I have
my family to thank for my wanderlust. While traveling with my grandmother
as a child, I saw the Italian countryside for the first time. I
still remember the scents of the lemon, jasmine, and lime blossoms
rushing into our train compartment through the open window as we
made our way through Tuscany. Even when that young, I was captivated
by the beauty of the landscape, the sculpted cypress trees, the
long rows of the vineyards, and the hills punctuated with olive
groves. Thus began my love affair with Italy.
To keep
me occupied during long train trips and stays in various villas,
my grandparents bought me paper, colored pencils, and watercolors
and encouraged me to create my own visual souvenirs. As I grew,
my travels continued and my boyhood interest in sketching along
the way matured into a passion for illustrating and painting. This
show allows me to share with you my joined loves of travel and painting.
In terms
of traditional painting classifications, some may conclude that
I am a representational painter. Yet, I do not feel the need to
accurately represent objects; suggestions of colors, textures, rhythms
— the elements of which a painting is composed — are,
for me, just as important. What matters most to me is to transpose
nature’s awe-inspiring perfection into another visual language,
my interpretation. Realistic abstractions are the result that I
struggle to achieve. My final painting therefore doesn’t emphasize
the literal but rather the fundamental characterization.
I view
my watercolors as an expression of something in the process of evolving
and I, the painter, am waiting for those creative forces to manifest
themselves. The challenge is to at all times remain close to the
creative spring, the center; to be watchful, alert, wide open; to
allow myself to be nourished and developed by experience, especially
travel. I couple the exploration of different lands and cultures,
with the discovery of new techniques, materials, tools, etc. in
order to extend expression.
When
painting, I am in continual motion — flexible, open, in a
state of invention. It is important for me to respond openly and
spontaneously. I do this when I encounter what, to me, is beautiful.

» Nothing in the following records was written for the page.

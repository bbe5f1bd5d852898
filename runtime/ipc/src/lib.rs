//! Resource IPC - Request/reply schema for resource managers
//!
//! # Purpose
//! Defines the messages exchanged between client domains, resource managers
//! and the root task: synchronous requests carrying an opcode plus a
//! fixed-point payload, replies carrying an out-of-band status code, and the
//! control messages of the extraction protocol.
//!
//! # Integration Points
//! - Depends on: nothing inside the workspace
//! - Provides to: Resource Broker (coordinator and resource components)
//! - IPC endpoints: every badged endpoint minted for a resource space
//! - Capabilities required: none (pure data)
//!
//! # Architecture
//! Messages are plain serde types encoded with bincode. The encoder is
//! size-limited so a malformed length prefix can never make a manager
//! allocate unbounded memory while decoding.
//!
//! The crate links `std` because bincode 1.x does; it is only used by the
//! root task and the managers it hosts, never by kernel-side code.
//!
//! # Testing Strategy
//! - Unit tests: opcode helpers, status mapping, malformed input rejection
//! - Property tests: request encoding for arbitrary argument vectors

use bincode::Options;
use serde::{de::DeserializeOwned, Deserialize, Serialize};
use thiserror::Error;

pub mod extract;
pub mod message;

pub use extract::{ExtractAction, ExtractReply, ExtractRequest};
pub use message::{Opcode, ReplyMessage, RequestMessage};

/// Upper bound on any encoded message (1 MiB)
pub const MAX_MESSAGE_BYTES: u64 = 1 << 20;

/// IPC error types
#[derive(Debug, Error, Clone, PartialEq, Eq)]
pub enum IpcError {
    #[error("Malformed message: {0}")]
    Malformed(String),

    #[error("Message could not be encoded: {0}")]
    Encode(String),

    #[error("Unknown status code {0}")]
    UnknownStatus(u32),

    #[error("Request failed with status {0:?}")]
    Remote(Status),
}

pub type Result<T> = core::result::Result<T, IpcError>;

/// Reply status, carried out-of-band next to the reply payload
///
/// `Ok` is zero; every other value names one error kind of the taxonomy.
#[derive(Debug, Clone, Copy, PartialEq, Eq, Hash, Serialize, Deserialize)]
#[repr(u32)]
pub enum Status {
    Ok = 0,
    ProtocolError = 1,
    NotFound = 2,
    Exhausted = 3,
    PolicyViolation = 4,
    PermissionDenied = 5,
    PeerDead = 6,
}

impl Status {
    /// Wire value of this status
    pub const fn code(self) -> u32 {
        self as u32
    }

    /// Parse a wire status value
    pub fn from_code(code: u32) -> Result<Self> {
        Ok(match code {
            0 => Status::Ok,
            1 => Status::ProtocolError,
            2 => Status::NotFound,
            3 => Status::Exhausted,
            4 => Status::PolicyViolation,
            5 => Status::PermissionDenied,
            6 => Status::PeerDead,
            other => return Err(IpcError::UnknownStatus(other)),
        })
    }

    pub const fn is_ok(self) -> bool {
        matches!(self, Status::Ok)
    }
}

fn codec() -> impl Options {
    bincode::DefaultOptions::new().with_limit(MAX_MESSAGE_BYTES)
}

/// Encode any wire type with the shared codec
pub fn encode<T: Serialize>(value: &T) -> Result<Vec<u8>> {
    codec()
        .serialize(value)
        .map_err(|e| IpcError::Encode(e.to_string()))
}

/// Decode any wire type with the shared codec
///
/// Trailing bytes and truncated input are both rejected.
pub fn decode<T: DeserializeOwned>(bytes: &[u8]) -> Result<T> {
    codec()
        .deserialize(bytes)
        .map_err(|e| IpcError::Malformed(e.to_string()))
}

I respond by painting. I set out with alert eyes, heart, and ears;
awake, aware, and unguarded; ready to be touched by the truth of
things, to give myself up to wonder and astonishment before the
richness of the world and what it has to offer me.
I find
that traveling alone affords me the time to realize who I am; to
be still, to listen to my deep centered self. Every time that I
have traveled, what I have observed and experienced has echoed inside
me. Forms, colors, scenes — a relation between ambiance and
atmosphere — these stay with me and energize me. It is a repertoire
— a visual buffet of forms, shades, textures and light. Often
the subject matter inspires me, redolent with history. Each emotion,
each moment of wonder, a phrase I’ve heard or read —
all this is the raw material that I use in sketching, drawing, and
painting.
Perhaps
this response is playful, not pretentious. I try to incorporate
my inner reactions to what I see and experience into my paintings.
The work
in this show is site-specific. As I said above, the intent of my
visual journal has not been to record the sights, but rather to
capture the texture of the regions in which I’ve traveled
and lived. The resulting en-plein-aire watercolors on exhibit here
are my travel journals. They are moments in time that caused me
to stop in my tracks, forced me to change my day’s plans in
order to chronicle my reaction to that moment and to that moment’s
light, feel, colors and shadows. The mornings, the afternoons, or
the evenings, captured in small format consolidate the experience
for me. When I review these paintings together with my written journals,
I again experience the sights, the sounds, the smells of that long
ago moment. This body of work, the product of several months living
in Tuscany, is filled with the shimmering air of this beloved region
under whose spell I have fallen. Memories of ripening lemons, centuries
old terra cotta urns and garden statuary, the scent of rosemary
roasting under the mid-day sun, the flat tops of umbrella pines,
the narrow obscure winding village streets, the ochre-washed walls
of the ancient villages themselves — all come back to me.
This region is born of the sun; it lives by its light. This light
is in constant motion, full of joy and energy. Today, even now,
all this returns to me, a little at a time, and lives within me
when I look at these watercolor “postcards”. I can linger
and let all that warmth wash over my soul.
The choice
of a small format for my paintings was deliberate; I wanted to create
only spontaneous works that I could complete on the spot. Larger
works would have taken too much time. These small paintings record
moments in time as quickly as possible while traveling — painting
en-plein-aire, adding nothing more to the piece after leaving the
site. Therefore, my supplies were intentionally limited, easily
packaged and carried, so that I could concentrate on living the
moment.
“Fair
Italy, Thou art the garden of the world, the home of all art yields
and Nature can decree.” — Childe Harold
Although
these pieces are presented here outside their original context within
my written travel journals, I hope that the viewer can grasp the
pleasure that I have experienced while traveling and painting.